Last season, he had two punt-return scores and two kickoff-return scores. That included a jaw-dropping punt-return touchdown against Meadowdale when Cole briefly reversed field, then cut back, eluded several defenders and dragged another before spinning out of a tackle and breaking free.

“I think he’s — if not the best — one of the best returners in our state,” Bumpus said. “He does a great job of setting up his blocks.

“It takes a special kid, especially on punt returns. You have to have great vision. You’re going to have to make four or five guys miss before you break that second and third wave and make a run at it. And he’s done a great job of that.”

In an effort to ease him back from injury, Monroe hasn’t let Cole return any punts or kicks yet this season. But Bumpus said he plans to loosen the reins and allow Cole to play special teams again once the postseason begins.

As a standout on offense, defense and special teams, Cole is a difference-maker in all three phases of the game. He even demonstrated his throwing ability this season, tossing a 63-yard touchdown pass on a trick play against Mariner.

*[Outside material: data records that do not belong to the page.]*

// dudedirt-server/src/main.rs

mod config;
mod routes;
mod server;

use std::sync::Arc;

use anyhow::Result;
use dashmap::DashMap;
use tracing::{info, warn};

use dudedirt_common::traits::repository_traits::{
    BookingRepository, CatalogRepository, PointTransactionRepository, UserRepository,
};
use dudedirt_core::auth::{AuthManager, Registration};
use dudedirt_core::cache::WeatherCache;
use dudedirt_core::db::{Database, seed};
use dudedirt_core::http::DefaultHttpClient;
use dudedirt_core::repositories::sqlite::{
    SqliteBookingRepository, SqliteCatalogRepository, SqlitePointTransactionRepository,
    SqliteUserRepository,
};
use dudedirt_core::services::{BookingFinalizer, BookingService, RewardsLedger, WizardStore};
use dudedirt_core::tasks::spawn_wizard_sweeper;

use crate::config::ServerConfig;
use crate::server::AppState;

const DEMO_EMAIL: &str = "demo@dudeandirt.com";

#[tokio::main]
async fn main() -> Result<()> {
    dotenv::dotenv().ok();
    tracing_subscriber::fmt()
        .with_env_filter(
            tracing_subscriber::EnvFilter::try_from_default_env()
                .unwrap_or_else(|_| "info,sqlx=warn".into()),
        )
        .init();

    let config = ServerConfig::from_env();
    info!("starting dudedirt-server on {}", config.bind_addr);

    let db = Database::new(&config.database_path).await?;
    db.migrate().await?;
    seed::seed_reference_data(db.pool()).await?;

    let users: Arc<dyn UserRepository> =
        Arc::new(SqliteUserRepository::new(db.pool().clone()));
    let catalog: Arc<dyn CatalogRepository> =
        Arc::new(SqliteCatalogRepository::new(db.pool().clone()));
    let bookings_repo: Arc<dyn BookingRepository> =
        Arc::new(SqliteBookingRepository::new(db.pool().clone()));
    let points: Arc<dyn PointTransactionRepository> =
        Arc::new(SqlitePointTransactionRepository::new(db.pool().clone()));

    let rewards = Arc::new(RewardsLedger::new(
        points.clone(),
        catalog.clone(),
        bookings_repo.clone(),
    ));
    let auth = Arc::new(AuthManager::new(users.clone(), rewards.clone()));
    let wizards = Arc::new(WizardStore::new(
        catalog.clone(),
        config.wizard_timeout_minutes,
    ));
    let finalizer = Arc::new(BookingFinalizer::new(
        wizards.clone(),
        catalog.clone(),
        bookings_repo.clone(),
    ));
    let bookings = Arc::new(BookingService::new(bookings_repo.clone(), rewards.clone()));
    let weather = Arc::new(WeatherCache::new(
        Box::new(DefaultHttpClient::new()),
        config.weather_api_key.clone(),
        config.weather_location.clone(),
    ));

    seed_demo_account(&auth, &users).await?;

    spawn_wizard_sweeper(wizards.clone(), std::time::Duration::from_secs(60));

    let state = AppState {
        auth,
        wizards,
        finalizer,
        rewards,
        bookings,
        catalog,
        weather,
        sessions: Arc::new(DashMap::new()),
    };

    let addr: std::net::SocketAddr = config.bind_addr.parse()?;
    axum_server::bind(addr)
        .serve(server::router(state).into_make_service())
        .await?;
    Ok(())
}

/// Ensure the demo account exists so a fresh database is browsable
/// immediately. Registration brings the welcome bonus with it.
async fn seed_demo_account(
    auth: &AuthManager,
    users: &Arc<dyn UserRepository>,
) -> Result<()> {
    if users.get_by_email(DEMO_EMAIL).await?.is_some() {
        return Ok(());
    }
    match auth
        .register(Registration {
            username: "demo".to_string(),
            email: DEMO_EMAIL.to_string(),
            password: "demo123".to_string(),
            full_name: "Demo User".to_string(),
            phone: Some("(555) 123-4567".to_string()),
            address: Some("123 Garden Lane, Miami, FL".to_string()),
        })
        .await
    {
        Ok(user) => info!("seeded demo account {}", user.user_id),
        Err(e) => warn!("could not seed demo account: {}", e),
    }
    Ok(())
}
// File: dudedirt-core/src/crypto/mod.rs
//
// Salted password hashing. Stored form is `hex(salt)$hex(sha256(salt || password))`.

use rand::Rng;
use sha2::{Digest, Sha256};

const SALT_LEN: usize = 16;

pub fn hash_password(password: &str) -> String {
    let salt: [u8; SALT_LEN] = rand::rng().random();
    let digest = digest_with_salt(&salt, password);
    format!("{}${}", hex::encode(salt), hex::encode(digest))
}

pub fn verify_password(password: &str, stored: &str) -> bool {
    let Some((salt_hex, digest_hex)) = stored.split_once('$') else {
        return false;
    };
    let Ok(salt) = hex::decode(salt_hex) else {
        return false;
    };
    let Ok(expected) = hex::decode(digest_hex) else {
        return false;
    };

    let actual = digest_with_salt(&salt, password);
    // Fixed-length comparison over the digests, not the inputs.
    actual.len() == expected.len()
        && actual
            .iter()
            .zip(expected.iter())
            .fold(0u8, |acc, (a, b)| acc | (a ^ b))
            == 0
}

fn digest_with_salt(salt: &[u8], password: &str) -> Vec<u8> {
    let mut hasher = Sha256::new();
    hasher.update(salt);
    hasher.update(password.as_bytes());
    hasher.finalize().to_vec()
}

#[cfg(test)]
mod tests {
    use super::*;

    #[test]
    fn hash_then_verify_roundtrip() {
        let stored = hash_password("demo123");
        assert!(verify_password("demo123", &stored));
        assert!(!verify_password("demo124", &stored));
    }

    #[test]
    fn same_password_hashes_differently() {
        // Random salt per hash.
        assert_ne!(hash_password("demo123"), hash_password("demo123"));
    }

    #[test]
    fn malformed_stored_value_never_verifies() {
        assert!(!verify_password("demo123", "not-a-hash"));
        assert!(!verify_password("demo123", "zzzz$zzzz"));
    }
}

“When you have a kid who can make an impact on all three phases, it makes him special,” Bumpus said. “He’s the guy that you want on the field at all times. He does everything.

“It’s just a testament to his athleticism. The kid has to be an athlete and he has to understand the game to be able to play so many positions and have an impact on it. And as a coach, I’m just grateful to have a kid like that.”